__Activity__: The records that follow must be repeated verbatim, every one of them.

__Data__:
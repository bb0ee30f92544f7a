//! GroupWatch - Real-time chat monitoring and auto-reply pipeline
//!
//! Inbound chat events arrive from a [`channels::ChatAdapter`], are filtered
//! against the monitored-chat allow-list, recorded in a bounded history,
//! fanned out to independent consumers, scanned for trigger phrases and
//! answered through a generation backend with a templated fallback.

pub mod bus;
pub mod channels;
pub mod config;
pub mod error;
pub mod monitor;
pub mod providers;
pub mod reply;
pub mod utils;

pub use bus::{FanoutBus, Message, RawEvent};
pub use channels::{ChatAdapter, TelegramAdapter};
pub use config::Config;
pub use error::{GenerationError, Result, WatchError};
pub use monitor::{MonitorService, MonitoringStats, ProcessOutcome};
pub use providers::{GenerationBackend, OpenAiBackend};
pub use reply::{ReplyOutcome, ReplyPipeline, ReplySource};
//! Bounded recent-message history, newest first.

use std::collections::VecDeque;
use std::sync::Arc;

use crate::bus::Message;

/// Default number of messages kept.
pub const DEFAULT_HISTORY_CAPACITY: usize = 100;

/// Fixed-capacity buffer of the most recent messages.
///
/// Not synchronized; the service keeps it behind a lock.
#[derive(Debug)]
pub struct HistoryBuffer {
    entries: VecDeque<Arc<Message>>,
    capacity: usize,
}

impl HistoryBuffer {
    pub fn new(capacity: usize) -> Self {
        let capacity = capacity.max(1);
        Self {
            entries: VecDeque::with_capacity(capacity),
            capacity,
        }
    }

    /// Insert at the front, evicting the oldest entry beyond capacity.
    pub fn push(&mut self, message: Arc<Message>) {
        self.entries.push_front(message);
        self.entries.truncate(self.capacity);
    }

    /// Up to `n` newest messages, newest first.
    pub fn recent(&self, n: usize) -> Vec<Arc<Message>> {
        self.entries.iter().take(n).cloned().collect()
    }

    /// Up to `n` newest messages from one chat, newest first.
    pub fn recent_for_chat(&self, chat_id: &str, n: usize) -> Vec<Arc<Message>> {
        self.entries
            .iter()
            .filter(|m| m.chat_id == chat_id)
            .take(n)
            .cloned()
            .collect()
    }

    pub fn len(&self) -> usize {
        self.entries.len()
    }

    pub fn is_empty(&self) -> bool {
        self.entries.is_empty()
    }

    pub fn capacity(&self) -> usize {
        self.capacity
    }

    pub fn clear(&mut self) {
        self.entries.clear();
    }
}

impl Default for HistoryBuffer {
    fn default() -> Self {
        Self::new(DEFAULT_HISTORY_CAPACITY)
    }
}
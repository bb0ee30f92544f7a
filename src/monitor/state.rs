//! Monitoring state machine and counters.
//!
//! ```text
//!   idle ──start──> monitoring ──stop──> stopped
//!                       ^                   │
//!                       └──────start────────┘
//! ```

use chrono::{DateTime, Utc};
use serde::Serialize;
use std::time::Duration;

/// Lifecycle status of the monitor.
#[derive(Debug, Clone, Copy, Serialize, PartialEq, Eq, Default)]
#[serde(rename_all = "lowercase")]
pub enum MonitoringStatus {
    #[default]
    Idle,
    Monitoring,
    Stopped,
}

/// Result of a state transition request.
#[derive(Debug, Clone, Copy, PartialEq, Eq)]
pub enum Transition {
    Started,
    AlreadyRunning,
    Stopped,
    /// `stop()` while not monitoring
    AlreadyStopped,
}

/// Status, start time and message counter.
#[derive(Debug, Clone, Default)]
pub struct MonitoringState {
    status: MonitoringStatus,
    started_at: Option<DateTime<Utc>>,
    total_messages_processed: u64,
}

impl MonitoringState {
    pub fn new() -> Self {
        Self::default()
    }

    pub fn status(&self) -> MonitoringStatus {
        self.status
    }

    pub fn is_monitoring(&self) -> bool {
        self.status == MonitoringStatus::Monitoring
    }

    pub fn started_at(&self) -> Option<DateTime<Utc>> {
        self.started_at
    }

    pub fn total_messages(&self) -> u64 {
        self.total_messages_processed
    }

    /// Enter `monitoring`, resetting counters. No-op when already monitoring.
    pub fn start(&mut self) -> Transition {
        if self.is_monitoring() {
            return Transition::AlreadyRunning;
        }
        self.status = MonitoringStatus::Monitoring;
        self.started_at = Some(Utc::now());
        self.total_messages_processed = 0;
        Transition::Started
    }

    /// Enter `stopped`. No-op unless currently monitoring.
    pub fn stop(&mut self) -> Transition {
        if !self.is_monitoring() {
            return Transition::AlreadyStopped;
        }
        self.status = MonitoringStatus::Stopped;
        Transition::Stopped
    }

    /// Undo a `start()` whose follow-up work failed, restoring the snapshot
    /// taken before it, counters included.
    pub(crate) fn revert_start(&mut self, previous: MonitoringState) {
        *self = previous;
    }

    /// Count one accepted message. Returns the new total.
    pub fn record_message(&mut self) -> u64 {
        self.total_messages_processed += 1;
        self.total_messages_processed
    }

    /// Time since the last transition into `monitoring`; zero otherwise.
    pub fn uptime(&self) -> Duration {
        match (self.is_monitoring(), self.started_at) {
            (true, Some(at)) => (Utc::now() - at).to_std().unwrap_or_default(),
            _ => Duration::ZERO,
        }
    }
}

/// Snapshot exposed to observers.
#[derive(Debug, Clone, Serialize, PartialEq)]
pub struct MonitoringStats {
    pub status: MonitoringStatus,
    pub total_chats: usize,
    /// Equal to `total_chats` while monitoring, zero otherwise
    pub active_chats: usize,
    pub total_messages: u64,
    pub uptime: Duration,
    /// Whether the adapter event handler is bound
    pub subscribed: bool,
}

__Reply to the exercise__:
repository bb0ee30f92544f7a
//! GroupWatch - Real-time chat monitoring and auto-reply pipeline
//!
//! Inbound chat events arrive from a [`channels::ChatAdapter`], are filtered
//! against the monitored-chat allow-list, recorded in a bounded history,
//! fanned out to independent consumers, scanned for trigger phrases and
//! answered through a generation backend with a templated fallback.

pub mod bus;
pub mod channels;
pub mod config;
pub mod error;
pub mod monitor;
pub mod providers;
pub mod reply;
pub mod utils;

pub use bus::{FanoutBus, Message, RawEvent};
pub use channels::{ChatAdapter, TelegramAdapter};
pub use config::Config;
pub use error::{GenerationError, Result, WatchError};
pub use monitor::{MonitorService, MonitoringStats, ProcessOutcome};
pub use providers::{GenerationBackend, OpenAiBackend};
pub use reply::{ReplyOutcome, ReplyPipeline, ReplySource};
//! Bounded recent-message history, newest first.

use std::collections::VecDeque;
use std::sync::Arc;

use crate::bus::Message;

/// Default number of messages kept.
pub const DEFAULT_HISTORY_CAPACITY: usize = 100;

/// Fixed-capacity buffer of the most recent messages.
///
/// Not synchronized; the service keeps it behind a lock.
#[derive(Debug)]
pub struct HistoryBuffer {
    entries: VecDeque<Arc<Message>>,
    capacity: usize,
}

impl HistoryBuffer {
    pub fn new(capacity: usize) -> Self {
        let capacity = capacity.max(1);
        Self {
            entries: VecDeque::with_capacity(capacity),
            capacity,
        }
    }

    /// Insert at the front, evicting the oldest entry beyond capacity.
    pub fn push(&mut self, message: Arc<Message>) {
        self.entries.push_front(message);
        self.entries.truncate(self.capacity);
    }

    /// Up to `n` newest messages, newest first.
    pub fn recent(&self, n: usize) -> Vec<Arc<Message>> {
        self.entries.iter().take(n).cloned().collect()
    }

    /// Up to `n` newest messages from one chat, newest first.
    pub fn recent_for_chat(&self, chat_id: &str, n: usize) -> Vec<Arc<Message>> {
        self.entries
            .iter()
            .filter(|m| m.chat_id == chat_id)
            .take(n)
            .cloned()
            .collect()
    }

    pub fn len(&self) -> usize {
        self.entries.len()
    }

    pub fn is_empty(&self) -> bool {
        self.entries.is_empty()
    }

    pub fn capacity(&self) -> usize {
        self.capacity
    }

    pub fn clear(&mut self) {
        self.entries.clear();
    }
}

impl Default for HistoryBuffer {
    fn default() -> Self {
        Self::new(DEFAULT_HISTORY_CAPACITY)
    }
}
repository bb0ee30f92544f7a
filename src/monitor/state.rs
//! Monitoring state machine and counters.
//!
//! ```text
//!   idle ──start──> monitoring ──stop──> stopped
//!                       ^                   │
//!                       └──────start────────┘
//! ```

use chrono::{DateTime, Utc};
use serde::Serialize;
use std::time::Duration;

/// Lifecycle status of the monitor.
#[derive(Debug, Clone, Copy, Serialize, PartialEq, Eq, Default)]
#[serde(rename_all = "lowercase")]
pub enum MonitoringStatus {
    #[default]
    Idle,
    Monitoring,
    Stopped,
}

/// Result of a state transition request.
#[derive(Debug, Clone, Copy, PartialEq, Eq)]
pub enum Transition {
    Started,
    AlreadyRunning,
    Stopped,
    /// `stop()` while not monitoring
    AlreadyStopped,
}

/// Status, start time and message counter.
#[derive(Debug, Clone, Default)]
pub struct MonitoringState {
    status: MonitoringStatus,
    started_at: Option<DateTime<Utc>>,
    total_messages_processed: u64,
}

impl MonitoringState {
    pub fn new() -> Self {
        Self::default()
    }

    pub fn status(&self) -> MonitoringStatus {
        self.status
    }

    pub fn is_monitoring(&self) -> bool {
        self.status == MonitoringStatus::Monitoring
    }

    pub fn started_at(&self) -> Option<DateTime<Utc>> {
        self.started_at
    }

    pub fn total_messages(&self) -> u64 {
        self.total_messages_processed
    }

    /// Enter `monitoring`, resetting counters. No-op when already monitoring.
    pub fn start(&mut self) -> Transition {
        if self.is_monitoring() {
            return Transition::AlreadyRunning;
        }
        self.status = MonitoringStatus::Monitoring;
        self.started_at = Some(Utc::now());
        self.total_messages_processed = 0;
        Transition::Started
    }

    /// Enter `stopped`. No-op unless currently monitoring.
    pub fn stop(&mut self) -> Transition {
        if !self.is_monitoring() {
            return Transition::AlreadyStopped;
        }
        self.status = MonitoringStatus::Stopped;
        Transition::Stopped
    }

    /// Undo a `start()` whose follow-up work failed, restoring the snapshot
    /// taken before it, counters included.
    pub(crate) fn revert_start(&mut self, previous: MonitoringState) {
        *self = previous;
    }

    /// Count one accepted message. Returns the new total.
    pub fn record_message(&mut self) -> u64 {
        self.total_messages_processed += 1;
        self.total_messages_processed
    }

    /// Time since the last transition into `monitoring`; zero otherwise.
    pub fn uptime(&self) -> Duration {
        match (self.is_monitoring(), self.started_at) {
            (true, Some(at)) => (Utc::now() - at).to_std().unwrap_or_default(),
            _ => Duration::ZERO,
        }
    }
}

/// Snapshot exposed to observers.
#[derive(Debug, Clone, Serialize, PartialEq)]
pub struct MonitoringStats {
    pub status: MonitoringStatus,
    pub total_chats: usize,
    /// Equal to `total_chats` while monitoring, zero otherwise
    pub active_chats: usize,
    pub total_messages: u64,
    pub uptime: Duration,
    /// Whether the adapter event handler is bound
    pub subscribed: bool,
}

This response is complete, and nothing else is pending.